**What you are asked to do:** Tell how many lines in these records contain the string "KindTables", with only the number as the reply.

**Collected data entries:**
——

impl<H: ActionHost> KindRegistry<H> {
    /// Create an empty registry bound to a toolkit instance.
    pub fn new(toolkit: Toolkit) -> Self {
        Self {
            kinds: SlotMap::with_key(),
            by_name: HashMap::new(),
            toolkit,
        }
    }

    /// The toolkit this registry binds triggers in.
    pub fn toolkit(&self) -> &Toolkit {
        &self.toolkit
    }

    /// Register a kind. Resolution is deferred until first use.
    pub fn register_kind(&mut self, name: &str, parent: Option<KindId>, class_init: ClassInit<H>) -> Result<KindId> {
        if self.by_name.contains_key(name) {
            return Err(TesseraError::DuplicateKind(name.to_string()));
        }
        if let Some(parent) = parent {
            self.entry(parent)?;
        }
        Ok(self.insert_kind(name, parent, class_init))
    }

    /// Register a kind whose name and parent are known to be valid.
    pub(crate) fn insert_kind(&mut self, name: &str, parent: Option<KindId>, class_init: ClassInit<H>) -> KindId {
        let id = self.kinds.insert(KindEntry {
            name: name.to_string(),
            parent,
            class_init,
            tables: None,
        });
        self.by_name.insert(name.to_string(), id);
        tracing::debug!(target: targets::BINDINGS, kind = name, "kind registered");
        id
    }

    fn entry(&self, kind: KindId) -> Result<&KindEntry<H>> {
        self.kinds
            .get(kind)
            .ok_or_else(|| TesseraError::UnknownKind(format!("{kind:?}")))
    }

    /// Find a kind by name.
    pub fn kind_id(&self, name: &str) -> Option<KindId> {
        self.by_name.get(name).copied()
    }

    /// The name a kind was registered under.
    pub fn kind_name(&self, kind: KindId) -> Option<&str> {
        self.kinds.get(kind).map(|entry| entry.name.as_str())
    }

    /// The parent of a kind.
    pub fn parent(&self, kind: KindId) -> Option<KindId> {
        self.kinds.get(kind).and_then(|entry| entry.parent)
    }

    /// Whether `kind` is `ancestor` or derives from it.
    pub fn is_a(&self, kind: KindId, ancestor: KindId) -> bool {
        let mut current = Some(kind);
        while let Some(id) = current {
            if id == ancestor {
                return true;
            }
            current = self.parent(id);
        }
        false
    }

    /// Whether a kind's tables have been built.
    pub fn is_resolved(&self, kind: KindId) -> bool {
        self.kinds.get(kind).is_some_and(|entry| entry.tables.is_some())
    }

    /// Build a kind's tables if that has not happened yet.
    pub fn resolve(&mut self, kind: KindId) -> Result<()> {
        let entry = self.entry(kind)?;
        if entry.tables.is_some() {
            return Ok(());
        }
        let (name, parent, class_init) = (entry.name.clone(), entry.parent, entry.class_init);

        let mut tables = match parent {
            Some(parent) => {
                self.resolve(parent)?;
                self.entry(parent)?.tables.clone().unwrap_or_default()
            }
            None => KindTables::default(),
        };
        {
            let mut recognizer = self.toolkit.recognizer().write();
            for trigger in tables.bindings.keys() {
                recognizer.add(trigger);
            }
        }

        let mut builder = KindBuilder {
            kind: &name,
            tables: &mut tables,
            toolkit: &self.toolkit,
        };
        class_init(&mut builder);
        self.apply_config(&name, &mut tables);

        tracing::debug!(
            target: targets::BINDINGS,
            kind = %name,
            actions = tables.actions.len(),
            bindings = tables.bindings.len(),
            "kind resolved"
        );
        if let Some(entry) = self.kinds.get_mut(kind) {
            entry.tables = Some(tables);
        }
        Ok(())
    }

    fn apply_config(&self, kind: &str, tables: &mut KindTables<H>) {
        let config = self.toolkit.config();
        let configured = config.actions_for(kind);
        let remaps = config.keyremaps(kind);
        if configured.is_empty() && remaps.is_empty() {
            return;
        }

        let names = self.toolkit.names();
        let mut recognizer = self.toolkit.recognizer().write();
        for human in &configured.unbind {
            match names.translate(human) {
                Some(trigger) => {
                    tables.unbind(&trigger, &mut recognizer);
                }
                None => tracing::warn!(target: targets::BINDINGS, kind, trigger = %human, "unknown key name in unbind"),
            }
        }
        for entry in &configured.bindings {
            match names.translate(&entry.trigger) {
                Some(trigger) => {
                    tables.bind(kind, &entry.action, &trigger, None, &mut recognizer);
                }
                None => tracing::warn!(
                    target: targets::BINDINGS,
                    kind,
                    action = %entry.action,
                    trigger = %entry.trigger,
                    "unknown key name in binding"
                ),
            }
        }
        for remap in remaps {
            match (names.translate(&remap.from), names.translate(&remap.to)) {
                (Some(from), Some(to)) => {
                    tables.remaps.insert(from, to);
                }
                _ => tracing::warn!(target: targets::BINDINGS, kind, from = %remap.from, to = %remap.to, "unknown key name in remap"),
            }
        }
    }

    fn tables_mut(&mut self, kind: KindId) -> Result<&mut KindTables<H>> {
        self.resolve(kind)?;
        self.kinds
            .get_mut(kind)
            .and_then(|entry| entry.tables.as_mut())
            .ok_or_else(|| TesseraError::UnknownKind(format!("{kind:?}")))
    }

    /// Insert or replace an action, optionally binding a default trigger.
    pub fn register_action(
        &mut self,
        kind: KindId,
        name: &str,
        callback: ActionCallback<H>,
        default_trigger: Option<&[u8]>,
        params: Option<Vec<ActionParam>>,
    ) -> Result<()> {
        self.tables_mut(kind)?.insert_action(name, callback);
        if let Some(trigger) = default_trigger {
            self.register_binding(kind, name, trigger, params)?;
        }
        Ok(())
    }

    /// Bind `trigger` to the action `name`; an empty name unbinds.
    ///
    /// Returns `false` when the action does not exist (the binding is
    /// dropped with a warning) or when unbinding a trigger that was not bound.
    pub fn register_binding(
        &mut self,
        kind: KindId,
        name: &str,
        trigger: &[u8],
        params: Option<Vec<ActionParam>>,
    ) -> Result<bool> {
        let recognizer = self.toolkit.recognizer().clone();
        let kind_name = self.entry(kind)?.name.clone();
        let tables = self.tables_mut(kind)?;
        let mut recognizer = recognizer.write();
        Ok(tables.bind(&kind_name, name, trigger, params, &mut recognizer))
    }

    /// Resolve the action a key would run, after remapping.
    pub fn lookup_key(&mut self, kind: KindId, key: &[u8]) -> Option<Invocation<H>> {
        let tables = self.tables_mut(kind).ok()?;
        let key = tables.remaps.get(key).map(Vec::as_slice).unwrap_or(key);
        let binding = tables.bindings.get(key)?;
        let action = tables.actions.get(&binding.action)?;
        Some(Invocation {
            action: binding.action.clone(),
            callback: action.callback.clone(),
            params: binding.params.clone(),
        })
    }

    /// Resolve a named action with explicit parameters.
    pub fn lookup_named(&mut self, kind: KindId, name: &str, params: &[ActionParam]) -> Option<Invocation<H>> {
        let tables = self.tables_mut(kind).ok()?;
        let action = tables.actions.get(name)?;
        Some(Invocation {
            action: name.to_string(),
            callback: action.callback.clone(),
            params: Some(params.to_vec()),
        })
    }

    /// Run the action bound to `key`. Returns whether it handled the key.
    pub fn perform_key(&mut self, host: &mut H, target: H::Target, kind: KindId, key: &[u8]) -> bool {
        self.lookup_key(kind, key)
            .is_some_and(|invocation| invocation.invoke(host, target))
    }

    /// Run an action by name.
    pub fn perform_named(
        &mut self,
        host: &mut H,
        target: H::Target,
        kind: KindId,
        name: &str,
        params: &[ActionParam],
    ) -> bool {
        self.lookup_named(kind, name, params)
            .is_some_and(|invocation| invocation.invoke(host, target))
    }

    /// The binding stored for a raw trigger (no remapping).
    pub fn binding(&mut self, kind: KindId, trigger: &[u8]) -> Option<&Binding> {
        self.tables_mut(kind).ok()?.bindings.get(trigger)
    }

    /// Whether a kind has an action with this name.
    pub fn has_action(&mut self, kind: KindId, name: &str) -> bool {
        self.tables_mut(kind)
            .is_ok_and(|tables| tables.actions.contains_key(name))
    }

    /// The name of the action a key would run, after remapping.
    pub fn bound_action(&mut self, kind: KindId, key: &[u8]) -> Option<String> {
        self.lookup_key(kind, key).map(|invocation| invocation.action)
    }

    /// Every trigger bound for a kind, sorted.
    pub fn triggers(&mut self, kind: KindId) -> Vec<Vec<u8>> {
        let mut triggers: Vec<Vec<u8>> = self
            .tables_mut(kind)
            .map(|tables| tables.bindings.keys().cloned().collect())
            .unwrap_or_default();
        triggers.sort();
        triggers
    }

    pub(crate) fn resolved_bindings(&mut self, kind: KindId) -> Vec<(Vec<u8>, String)> {
        self.tables_mut(kind)
            .map(|tables| {
                tables
                    .bindings
                    .iter()
                    .map(|(trigger, binding)| (trigger.clone(), binding.action.clone()))
                    .collect()
            })
            .unwrap_or_default()
    }
}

——

**Written solution:** 3